In the recent case of McKenna v Hunter & New  England Local Health District; Simon v Hunter & New England Local Health District [2013] NSWCA 476, the New South Wales Court of Appeal held that a hospital and the health district was liable to the family members of a man who was murdered by one of its patients.

Mr Pettigrove suffered from a lengthy history of mental illness including  depression,  psychosis and chronic paranoid schizophrenia. In the early hours of 20 July 2004, Mr Pettigrove’s friend, Mr Rose, became concerned about his mental state and arranged for him to be taken by ambulance to Manning Base Hospital (the Hospital) in New South Wales. The principal cause of Mr Rose’s concern was that his friend was experiencing what he described to be “physical jerks”.

Upon presenting to the hospital, Mr Pettigrove was assessed and a certificate was issued for his compulsory detention.

Later that day a meeting was held between the duty psychiatrist, Dr Coombes, Mr Pettigrove, Mr Rose and the duty nurse. Mr Pettigrove requested during the course of the meeting that he be permitted to return to his family in Victoria and receive ongoing treatment. Mr Rose indicated that he wished to drive Mr Pettigrove back to his family and it was agreed that he would be permitted to do so the next day.

During the course of that night, Mr Pettigrove was witnessed by nursing staff to have been pacing in his room and talking loudly to himself.

On the morning of 21 July 2004, Dr Coombes once again assessed Mr Pettigrove and noted that he did not have any hallucinations or distressing thoughts. Mr Pettigrove was given enough medication for one day (one Risperidone tablet) and was discharged into Mr Rose’s care. Dr Coombes gave evidence that Mr Pettigrove was to share the driving to Victoria and there was a concern that providing him with additional medication would have caused drowsiness.

That evening Mr Pettigrove and Mr Rose stopped near Dubbo after nightfall. It was then that Mr Pettigrove strangled and killed Mr Rose. In an interview with police, Mr Pettigrove stated that he had acted on impulse, believing that Mr Rose had killed him in a past life leading him to seek revenge.

Mr Rose’s mother and his two sisters, Ms Simon and Ms McKenna (the Appellants) brought an action against the Hunter & New England Local Health District for psychiatric injury resulting from the nervous shock, claiming that the hospital had breached its duty of care by discharging Mr Pettigrove into Mr Rose’s custody.

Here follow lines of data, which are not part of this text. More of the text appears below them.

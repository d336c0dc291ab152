//! Per-session actor context.

use std::collections::{HashMap, HashSet};
use std::sync::Arc;

use crate::privileges::{ANONYMOUS_ROLE, AUTHENTICATED_ROLE};
use crate::role::{RoleDirectory, User};

/// The actor on whose behalf service calls are made.
///
/// Privileges come from three places: the authenticated user's roles
/// (including inherited ones and the `Authenticated` role), temporary proxy
/// grants, and the `Anonymous` role which applies to everyone.
#[derive(Debug, Clone)]
pub struct UserContext {
    roles: Arc<RoleDirectory>,
    user: Option<User>,
    // Reference counted so nested grants of the same privilege unwind correctly.
    proxy_privileges: HashMap<String, usize>,
}

impl UserContext {
    /// An unauthenticated context.
    pub fn anonymous(roles: Arc<RoleDirectory>) -> Self {
        Self {
            roles,
            user: None,
            proxy_privileges: HashMap::new(),
        }
    }

    /// A context already authenticated as `user`.
    pub fn for_user(roles: Arc<RoleDirectory>, user: User) -> Self {
        let mut context = Self::anonymous(roles);
        context.authenticate(user);
        context
    }

    pub fn authenticate(&mut self, user: User) {
        tracing::debug!(username = %user.username, "User authenticated");
        self.user = Some(user);
    }

    /// Drop the authenticated user. Proxy grants are left in place.
    pub fn logout(&mut self) {
        if let Some(user) = self.user.take() {
            tracing::debug!(username = %user.username, "User logged out");
        }
    }

    pub fn authenticated_user(&self) -> Option<&User> {
        self.user.as_ref()
    }

    pub fn is_authenticated(&self) -> bool {
        self.user.is_some()
    }

    /// Whether the authenticated user holds the superuser role.
    pub fn is_superuser(&self) -> bool {
        self.user
            .as_ref()
            .is_some_and(|user| self.roles.includes_superuser(&user.roles))
    }

    /// Role names that currently apply to this actor, including inherited
    /// and implicit ones.
    pub fn effective_roles(&self) -> Vec<String> {
        self.roles.expand(&self.role_names())
    }

    pub fn has_privilege(&self, privilege: &str) -> bool {
        if privilege.is_empty() {
            return true;
        }
        if self.proxy_privileges.contains_key(privilege) {
            return true;
        }
        self.roles.grants(&self.role_names(), privilege)
    }

    /// Every named privilege this actor holds, without expanding the
    /// superuser wildcard.
    pub fn privileges(&self) -> HashSet<String> {
        let mut privileges = self.roles.privileges_of(&self.role_names());
        privileges.extend(self.proxy_privileges.keys().cloned());
        privileges
    }

    /// Temporarily grant `privilege` until a matching
    /// [`remove_proxy_privilege`](Self::remove_proxy_privilege).
    pub fn add_proxy_privilege(&mut self, privilege: impl Into<String>) {
        *self.proxy_privileges.entry(privilege.into()).or_insert(0) += 1;
    }

    pub fn remove_proxy_privilege(&mut self, privilege: &str) {
        if let Some(count) = self.proxy_privileges.get_mut(privilege) {
            *count -= 1;
            if *count == 0 {
                self.proxy_privileges.remove(privilege);
            }
        }
    }

    fn role_names(&self) -> Vec<String> {
        let mut names = vec![ANONYMOUS_ROLE.to_string()];
        if let Some(user) = &self.user {
            names.push(AUTHENTICATED_ROLE.to_string());
            names.extend(user.roles.iter().cloned());
        }
        names
    }
}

The majority in this case found that in light of his behavior the night before, his history of mental illness; the fact that it was more likely that Mr Pettigrove would become more agitated at night; the appreciable risk that Mr Pettigrove would suffer an acute psychotic episode of the type that had led to his admission to the hospital; the fact that the oral medication administered on the morning of 20 July 2004 was likely to have been wearing off and the fact that but for Mr Rose’s offer to drive Mr Pettigrove he would not have been discharged from the Hospital as he was not fit to travel by public transport, the hospital had breached its duty of care owed to Mr Rose.

The Court also found that the hospital’s decision to discharge Mr Pettigrove was a necessary condition of the occurrence of harm to Mr Rose as he was not given further medication as a result of the intended road trip and was effectively undermedicated at the time that he killed Mr Rose. This liability was found to extend to the Hunter & New England Local Health District.

The Appellants were awarded damages and an order for costs was made in their favour.

It is noteworthy in this case that because the hospital discharged Mr Pettigrove directly into Mr Rose’s care, a clear link could be found between the hospital’s decision to discharge Mr Pettigrove and the resultant harm. In contrast, in the case of Hunter Area Health Service v Presland[2005] NSWCA 33, it was found that the hospital in question was not liable where a psychiatric patient killed his brother’s fiancé six hours after being discharged. The Court found in that case that once the hospital’s control was lost by the refusal to detain the patient, it was difficult to see how a duty for control extended for some indeterminate period while the patient was at large. This case was however distinguished from the present decision on its facts.